Für Bluhm ein Schlag ins Gesicht. Die Fortführung des ÖBS sei fest verabredet gewesen, so die Arbeitssenatorin. "Dabei geht es auch um Verlässlichkeit gegenüber den Beschäftigten." Über 2.300 Berliner könnten sofort loslegen, würde die SPD die Landesmittel freigeben. "Wir brauchen die Bürgerarbeit dringend, wenn wir die Zahl der ÖBS-Stellen bei 7.000 halten wollen", so Bluhm. Einen Verdienst von weniger als 1.300 Euro lehnt sie ab. "Dann müssten wir die Kosten der Unterkunft zahlen. Das bringt dem Land auch finanziell nichts."
Zwei viel gelobte Projekte des ÖBS gingen am Montag mit guten Nachrichten an die Öffentlichkeit: 32 neue Stadtteilmütter, die Kontakt zu türkisch- und arabischstämmigen Familien halten sollen, wurden in Neukölln offiziell begrüßt.
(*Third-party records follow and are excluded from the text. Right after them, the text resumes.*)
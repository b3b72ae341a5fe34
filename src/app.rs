use crate::backend::HttpAgentApi;
use crate::event::AppEvent;
use crate::session::controller::{Phase, SessionController};
use crate::session::SessionId;
use crate::theme::Theme;
use crate::transcript::view::TranscriptView;
use eframe::egui::{self, Color32, RichText, ScrollArea};
use std::path::PathBuf;
use std::sync::mpsc::{Receiver, TryRecvError};
use tracing::debug;

pub struct AgentDeskApp {
    rx: Receiver<AppEvent>,
    controller: SessionController<HttpAgentApi>,
    theme: Theme,
    transcript_view: TranscriptView,
    base_url: String,
    input_buffer: String,
    upload_path: String,
    visuals_applied: bool,
}

impl AgentDeskApp {
    pub fn new(
        rx: Receiver<AppEvent>,
        controller: SessionController<HttpAgentApi>,
        base_url: String,
    ) -> Self {
        Self {
            rx,
            controller,
            theme: Theme::default(),
            transcript_view: TranscriptView::default(),
            base_url,
            input_buffer: String::new(),
            upload_path: String::new(),
            visuals_applied: false,
        }
    }

    fn phase_label(&self) -> (String, Color32) {
        match self.controller.phase() {
            Phase::NoSession => ("No session".to_string(), self.theme.text_dim),
            Phase::SessionSelected(session_id) => {
                (format!("Session {session_id}"), self.theme.success)
            }
            Phase::Streaming(session_id) => (
                format!("Session {session_id}: agent working..."),
                self.theme.warning,
            ),
        }
    }

    fn drain_events(&mut self) {
        loop {
            match self.rx.try_recv() {
                Ok(event) => self.controller.apply(event),
                Err(TryRecvError::Empty) => break,
                Err(TryRecvError::Disconnected) => {
                    debug!("event channel disconnected");
                    break;
                }
            }
        }

        if let Some(text) = self.controller.take_retry_text() {
            if self.input_buffer.trim().is_empty() {
                self.input_buffer = text;
            }
        }
    }

    fn submit_prompt(&mut self, ctx: &egui::Context) {
        if self.controller.submit(&self.input_buffer).is_ok() {
            self.input_buffer.clear();
        }
        ctx.request_repaint();
    }

    fn upload_selected_file(&mut self) {
        let path = self.upload_path.trim();
        if path.is_empty() {
            return;
        }
        self.controller.upload_file(&PathBuf::from(path));
        self.upload_path.clear();
    }

    fn render_top_bar(&mut self, ctx: &egui::Context) {
        let (phase_label, phase_color) = self.phase_label();
        egui::TopBottomPanel::top("top_bar")
            .frame(self.theme.panel_frame(self.theme.background))
            .show(ctx, |ui| {
                ui.horizontal(|ui| {
                    ui.strong("AgentDesk");
                    ui.separator();
                    ui.label(RichText::new(phase_label).color(phase_color));
                    ui.separator();
                    ui.label(RichText::new(&self.base_url).color(self.theme.text_dim));
                });
            });
    }

    fn render_left_panel(&mut self, ctx: &egui::Context) {
        egui::SidePanel::left("sessions_panel")
            .resizable(true)
            .default_width(220.0)
            .frame(self.theme.panel_frame(self.theme.panel))
            .show(ctx, |ui| {
                ui.horizontal(|ui| {
                    if ui.button("New Task").clicked() {
                        self.controller.create_session();
                    }
                    if ui.button("Refresh").clicked() {
                        self.controller.refresh_sessions();
                    }
                });
                ui.separator();
                ui.strong("Sessions");

                let active = self.controller.active_session().cloned();
                let mut clicked_session: Option<SessionId> = None;
                ScrollArea::vertical()
                    .id_salt("session_list")
                    .show(ui, |ui| {
                        if self.controller.sessions().is_empty() {
                            ui.label(RichText::new("No sessions yet").color(self.theme.text_dim));
                        }
                        for session in self.controller.sessions().iter().rev() {
                            let selected = active.as_ref() == Some(&session.session_id);
                            let mut button = egui::Button::new(session.title())
                                .min_size(egui::vec2(ui.available_width(), 0.0));
                            if selected {
                                button = button.fill(self.theme.selected_session);
                            }
                            let response = ui.add(button);
                            let response = match &session.created_at {
                                Some(created_at) => response.on_hover_text(created_at.as_str()),
                                None => response,
                            };
                            if response.clicked() {
                                clicked_session = Some(session.session_id.clone());
                            }
                        }
                    });

                if let Some(session_id) = clicked_session {
                    self.controller.select_session(session_id);
                }
            });
    }

    fn render_center_panel(&mut self, ctx: &egui::Context) {
        egui::CentralPanel::default()
            .frame(self.theme.panel_frame(self.theme.background))
            .show(ctx, |ui| {
                let transcript_height = (ui.available_height() - 210.0).max(120.0);
                let scroll_requested = self.controller.transcript_mut().take_scroll_request();
                ScrollArea::vertical()
                    .id_salt("chat_transcript")
                    .max_height(transcript_height)
                    .auto_shrink([false, false])
                    .stick_to_bottom(true)
                    .show(ui, |ui| {
                        if self.controller.transcript().is_empty() {
                            ui.label(
                                RichText::new("No messages yet").color(self.theme.text_dim),
                            );
                        }
                        self.transcript_view
                            .show(ui, &self.theme, self.controller.transcript());

                        if scroll_requested {
                            ui.scroll_to_cursor(Some(egui::Align::BOTTOM));
                        }
                    });

                ui.separator();
                egui::CollapsingHeader::new("Diagnostics")
                    .default_open(false)
                    .show(ui, |ui| {
                        ScrollArea::vertical()
                            .id_salt("diagnostics_log")
                            .max_height(90.0)
                            .stick_to_bottom(true)
                            .show(ui, |ui| {
                                for entry in self.controller.diagnostics() {
                                    ui.label(RichText::new(entry).small().monospace());
                                }
                            });
                    });

                if let Some(notice) = self.controller.notice() {
                    ui.label(RichText::new(notice).color(self.theme.warning));
                }

                self.render_composer(ui, ctx);
            });
    }

    fn render_composer(&mut self, ui: &mut egui::Ui, ctx: &egui::Context) {
        let hint = if self.controller.is_streaming() {
            "Agent is working... sending restarts the stream"
        } else {
            "Type a message..."
        };

        let mut send_now = false;
        self.theme.composer_frame().show(ui, |ui| {
            ui.horizontal(|ui| {
                let response = ui.add(
                    egui::TextEdit::singleline(&mut self.input_buffer)
                        .desired_width(ui.available_width() - 70.0)
                        .hint_text(hint),
                );
                if response.lost_focus() && ui.input(|i| i.key_pressed(egui::Key::Enter)) {
                    send_now = true;
                }

                send_now |= ui
                    .add_enabled(
                        !self.input_buffer.trim().is_empty(),
                        egui::Button::new("Send"),
                    )
                    .clicked();
            });

            ui.add_space(self.theme.gap_small);
            ui.horizontal(|ui| {
                let response = ui.add(
                    egui::TextEdit::singleline(&mut self.upload_path)
                        .desired_width(ui.available_width() - 70.0)
                        .hint_text("Path of a file to upload"),
                );
                let mut upload_now =
                    response.lost_focus() && ui.input(|i| i.key_pressed(egui::Key::Enter));
                upload_now |= ui
                    .add_enabled(
                        !self.upload_path.trim().is_empty(),
                        egui::Button::new("Upload"),
                    )
                    .clicked();
                if upload_now {
                    self.upload_selected_file();
                }
            });
        });

        if send_now {
            self.submit_prompt(ctx);
        }
    }
}

impl eframe::App for AgentDeskApp {
    fn update(&mut self, ctx: &egui::Context, _frame: &mut eframe::Frame) {
        if !self.visuals_applied {
            self.theme.apply_visuals(ctx);
            self.visuals_applied = true;
        }
        self.drain_events();
        self.render_top_bar(ctx);
        self.render_left_panel(ctx);
        self.render_center_panel(ctx);
    }
}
Sie unterstützen die 63 Frauen, die bereits im Bezirk aktiv sind. Rund 100 Langzeitarbeitslose sollen ab April zudem behinderte und ältere Menschen im öffentlichen Nahverkehr begleiten, doppelt so viele wie in der Vergangenheit. Bislang würden diese ÖBS-Beschäftigten noch über andere Programme als die Bürgerarbeit finanziert, sagte Bluhm. Aber die Senatorin machte klar: Laufen diese Förderungen aus, kann es auch für so angesehene Projekte wie den Begleitservice eng werden.